В отношении содержания щавелевой кислоты из экспериментов следует, что оксалатный слой образуется на протяжении очень широкого диапазона концентраций щавелевой кислоты, примерно от 1 до примерно 500 г/л.

В отношении добавки нитрогуанидина из экспериментов следует, что этот ускоритель является полезным при образовании слоя на протяжении очень широкого диапазона концентраций, примерно от 0,08 до 20 г/л, причем образование слоя при более высоких концентрациях нитрогуанидина осуществляется быстрее. При этом также оказалось, что нитрогуанидин действует не как ингибитор травления, а как ускоритель, и что добавление ингибитора травления к водной композиции согласно изобретению не требуется.

В отношении добавки нитрата в экспериментах выяснилось, что этот ускоритель вместе с нитрогуанидином дает возможность совместного ускорения. Эта система является намного менее расходной, однако предоставляет те же самые преимущества. Кроме того, в отношении содержания нитрата при экспериментах оказалось, что само по себе применение более высокого содержания нитрата приводит к немного более толстым слоям и слегка пониженной адгезионной прочности. Подходящее качество слоя получалось только в результате комбинации с нитрогуанидином.

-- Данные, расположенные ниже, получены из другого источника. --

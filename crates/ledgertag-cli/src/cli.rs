//! CLI argument definitions using clap
//!
//! The actual command implementations are in the `commands` module.

use std::path::PathBuf;

use clap::{Parser, Subcommand};

/// Ledgertag - Suggest tags for bank transactions
#[derive(Parser)]
#[command(name = "ledgertag")]
#[command(about = "Tag recommendations learned from your tagged bank exports", long_about = None)]
#[command(version)]
pub struct Cli {
    /// Config file (defaults to the data-dir override, then built-in defaults)
    #[arg(long, global = true)]
    pub config: Option<PathBuf>,

    /// Enable verbose logging
    #[arg(short, long, global = true)]
    pub verbose: bool,

    #[command(subcommand)]
    pub command: Commands,
}

#[derive(Subcommand)]
pub enum Commands {
    /// Recommend tags for a transaction
    Recommend {
        /// Transaction field as name=value (repeatable), e.g. mededelingen="huur maart"
        #[arg(short, long = "field", value_name = "NAME=VALUE", value_parser = parse_field)]
        fields: Vec<(String, String)>,

        /// Transaction amount (accepts 1.234,56 and 1,234.56 styles)
        #[arg(short, long, allow_hyphen_values = true)]
        amount: Option<String>,

        /// Number of suggestions (defaults to the configured top_k)
        #[arg(short = 'k', long)]
        top_k: Option<usize>,

        /// Print JSON instead of a table
        #[arg(long)]
        json: bool,
    },

    /// Load the training sources and show model statistics
    Stats {
        /// Print JSON instead of a summary
        #[arg(long)]
        json: bool,
    },

    /// Show how each sheet of a source is interpreted
    Check {
        /// Source file or directory (defaults to the configured primary source)
        path: Option<PathBuf>,
    },

    /// Show the tokens produced for a text
    Tokenize {
        /// Text to tokenize
        #[arg(required = true)]
        text: Vec<String>,
    },

    /// Start the web server
    Serve {
        /// Port to listen on
        #[arg(short, long, default_value = "3000")]
        port: u16,

        /// Host to bind to
        #[arg(long, default_value = "127.0.0.1")]
        host: String,

        /// Allowed CORS origin (repeatable; default is same-origin only)
        #[arg(long = "cors-origin")]
        cors_origins: Vec<String>,
    },
}

/// Parse a `name=value` transaction field
pub fn parse_field(s: &str) -> Result<(String, String), String> {
    let (name, value) = s
        .split_once('=')
        .ok_or_else(|| format!("expected NAME=VALUE, got '{}'", s))?;
    let name = name.trim();
    if name.is_empty() {
        return Err(format!("missing field name in '{}'", s));
    }
    Ok((name.to_lowercase(), value.to_string()))
}
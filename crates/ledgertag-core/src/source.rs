//! Tabular sources for training data
//!
//! A source is a workbook of named sheets; each sheet is a header row followed
//! by data rows. The engine only consumes [`Sheet`]s through the
//! [`TableSource`] trait. The shipped implementation reads CSV exports:
//! a file is a single sheet, a directory is a workbook whose `*.csv` files are
//! its sheets.

use std::fs::{self, File};
use std::io::{BufRead, BufReader, Read};
use std::path::{Path, PathBuf};
use std::time::SystemTime;

use csv::ReaderBuilder;
use tracing::{debug, warn};

use crate::error::{Error, Result};

/// A single cell value
#[derive(Debug, Clone, PartialEq)]
pub enum Cell {
    Empty,
    Text(String),
    Number(f64),
}

impl Cell {
    /// Build a cell from raw CSV text; blank text becomes `Empty`
    pub fn from_raw(raw: &str) -> Self {
        if raw.trim().is_empty() {
            Cell::Empty
        } else {
            Cell::Text(raw.to_string())
        }
    }

    pub fn is_empty(&self) -> bool {
        matches!(self, Cell::Empty)
    }

    /// Stringified value, `None` for empty cells
    pub fn as_text(&self) -> Option<String> {
        match self {
            Cell::Empty => None,
            Cell::Text(s) => Some(s.clone()),
            Cell::Number(n) => Some(n.to_string()),
        }
    }
}

impl From<&str> for Cell {
    fn from(value: &str) -> Self {
        Cell::from_raw(value)
    }
}

impl From<f64> for Cell {
    fn from(value: f64) -> Self {
        Cell::Number(value)
    }
}

/// A named sheet: first row is the header
#[derive(Debug, Clone, PartialEq, Default)]
pub struct Sheet {
    pub name: String,
    pub rows: Vec<Vec<Cell>>,
}

impl Sheet {
    pub fn new(name: impl Into<String>, rows: Vec<Vec<Cell>>) -> Self {
        Self {
            name: name.into(),
            rows,
        }
    }

    pub fn header(&self) -> &[Cell] {
        self.rows.first().map(Vec::as_slice).unwrap_or(&[])
    }

    pub fn data_rows(&self) -> &[Vec<Cell>] {
        self.rows.get(1..).unwrap_or(&[])
    }
}

/// Anything that can produce sheets of rows
pub trait TableSource {
    /// Human-readable identifier for logging
    fn describe(&self) -> String;

    /// Read every sheet
    fn sheets(&self) -> Result<Vec<Sheet>>;
}

/// CSV file or directory of CSV files on disk
#[derive(Debug, Clone)]
pub struct CsvSource {
    path: PathBuf,
}

impl CsvSource {
    pub fn new(path: impl Into<PathBuf>) -> Self {
        Self { path: path.into() }
    }

    pub fn path(&self) -> &Path {
        &self.path
    }

    /// Sheet files of this source in scan order
    fn sheet_files(&self) -> Result<Vec<PathBuf>> {
        if self.path.is_file() {
            return Ok(vec![self.path.clone()]);
        }
        if !self.path.is_dir() {
            return Err(Error::Source(format!(
                "Source not found: {}",
                self.path.display()
            )));
        }

        let mut files: Vec<PathBuf> = fs::read_dir(&self.path)?
            .filter_map(|entry| entry.ok().map(|e| e.path()))
            .filter(|p| p.is_file() && is_sheet_file(p))
            .collect();
        files.sort();
        Ok(files)
    }
}

impl TableSource for CsvSource {
    fn describe(&self) -> String {
        self.path.display().to_string()
    }

    fn sheets(&self) -> Result<Vec<Sheet>> {
        let mut sheets = Vec::new();
        for file in self.sheet_files()? {
            let name = file
                .file_stem()
                .map(|s| s.to_string_lossy().to_string())
                .unwrap_or_default();
            let delimiter = sniff_delimiter(&file)?;
            let rows = read_rows(File::open(&file)?, delimiter)?;
            debug!("Read sheet '{}' with {} rows", name, rows.len());
            sheets.push(Sheet::new(name, rows));
        }
        Ok(sheets)
    }
}

/// Sheets held in memory (tests, callers that already have rows)
#[derive(Debug, Clone, Default)]
pub struct MemorySource {
    name: String,
    sheets: Vec<Sheet>,
}

impl MemorySource {
    pub fn new(name: impl Into<String>, sheets: Vec<Sheet>) -> Self {
        Self {
            name: name.into(),
            sheets,
        }
    }
}

impl TableSource for MemorySource {
    fn describe(&self) -> String {
        self.name.clone()
    }

    fn sheets(&self) -> Result<Vec<Sheet>> {
        Ok(self.sheets.clone())
    }
}

fn is_sheet_file(path: &Path) -> bool {
    matches!(
        path.extension()
            .and_then(|e| e.to_str())
            .map(|e| e.to_ascii_lowercase())
            .as_deref(),
        Some("csv") | Some("tsv")
    )
}

/// Pick the delimiter from the header line
fn sniff_delimiter(path: &Path) -> Result<u8> {
    if path
        .extension()
        .and_then(|e| e.to_str())
        .is_some_and(|e| e.eq_ignore_ascii_case("tsv"))
    {
        return Ok(b'\t');
    }

    let mut first_line = Vec::new();
    BufReader::new(File::open(path)?).read_until(b'\n', &mut first_line)?;
    Ok(delimiter_for_header(&String::from_utf8_lossy(&first_line)))
}

/// Semicolon-separated exports are common for Dutch banks
pub fn delimiter_for_header(header: &str) -> u8 {
    let semicolons = header.matches(';').count();
    let commas = header.matches(',').count();
    if semicolons > commas {
        b';'
    } else {
        b','
    }
}

/// Read all rows (header included) from CSV data.
///
/// Fields are decoded as UTF-8 with invalid bytes replaced, so a Latin-1
/// export only loses the offending characters, not the row.
pub fn read_rows<R: Read>(reader: R, delimiter: u8) -> Result<Vec<Vec<Cell>>> {
    let mut rdr = ReaderBuilder::new()
        .has_headers(false)
        .flexible(true)
        .delimiter(delimiter)
        .from_reader(reader);

    let mut rows = Vec::new();
    let mut lossy = 0usize;
    for result in rdr.byte_records() {
        let record = result?;
        let row = record
            .iter()
            .map(|field| match std::str::from_utf8(field) {
                Ok(text) => Cell::from_raw(text),
                Err(_) => {
                    lossy += 1;
                    Cell::from_raw(&String::from_utf8_lossy(field))
                }
            })
            .collect();
        rows.push(row);
    }
    if lossy > 0 {
        warn!("Replaced invalid UTF-8 in {} fields", lossy);
    }
    Ok(rows)
}

/// Modification time of a source.
///
/// For a directory this is the newest of the directory itself and its sheet
/// files, so adding, removing or editing a sheet all advance it.
pub fn modified(path: &Path) -> Result<SystemTime> {
    let meta = fs::metadata(path)?;
    let mut latest = meta.modified()?;
    if meta.is_dir() {
        for entry in fs::read_dir(path)? {
            let entry_path = entry?.path();
            if entry_path.is_file() && is_sheet_file(&entry_path) {
                let mtime = fs::metadata(&entry_path)?.modified()?;
                if mtime > latest {
                    latest = mtime;
                }
            }
        }
    }
    Ok(latest)
}
//! CLI command implementations
//!
//! Commands are organized by domain:
//! - `recommend` - Tag recommendations for a single transaction
//! - `model` - Model statistics, source checks and tokenizer output
//! - `serve` - Web server command

pub mod model;
pub mod recommend;
pub mod serve;

// Re-export command functions for main.rs
pub use model::*;
pub use recommend::*;
pub use serve::*;

use std::path::Path;

use anyhow::{Context, Result};
use ledgertag_core::RecommenderConfig;

/// Load config from file (or defaults) and apply environment overrides
pub fn load_config(path: Option<&Path>) -> Result<RecommenderConfig> {
    let mut config = RecommenderConfig::load(path).context("Failed to load configuration")?;
    config.apply_env();
    Ok(config)
}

В отношении комбинации нитрата и нитрогуанидина оказалось, что соотношение, примерно составляющее 0,4 г/л нитрогуанидина к 2 г/л нитрата, делает возможными особенно хорошие оксалатные слои и одновременно является менее расходным.

В отношении потери вещества при травлении в экспериментах выяснилось, что с повышающейся температурой или/и с повышающейся концентрацией щавелевой кислоты также возрастает потеря вещества при травлении. Оказалось, что потеря вещества при травлении в системе с достаточным воздействием ускорителя, как правило, находится в определенном соотношении с массой слоя.

В отношении образования слоя из экспериментов следует, что образование слоя с помощью водной композиции согласно изобретению возможно во всем температурном диапазоне от 10 до 90°С, однако что при более высокой температуре, при одинаковых в остальном условиях, таких как одинаковая концентрация или одинаковое время контакта, формируется большая толщина слоя.

В отношении массы слоя в экспериментах выяснилось, что масса слоя возрастает с ростом температуры ванны, а также может зависеть от присутствия достаточного количества ускорителя.

Касательно соотношения потери вещества при травлении ПТ и массы слоя МС в экспериментах выяснилось, что оно должно находиться примерно в диапазоне от 30 до 75%. Касательно адгезионной прочности оксалатных слоев на металлическом основании из экспериментов следует, что на адгезионную прочность оказывается положительное влияние при помощи подходящего соотношения потери вещества при травлении и строения слоя, а также может оказываться отрицательное влияние в случае неподходящих ускорителей или их слишком низкой или слишком высокой концентрации.

В отношении образования шлама из экспериментов следует, что образуется заметно меньше шлама, чем в случае подходящего для этого сравнения фосфатирования. Образование шлама сильно зависит от травильного воздействия.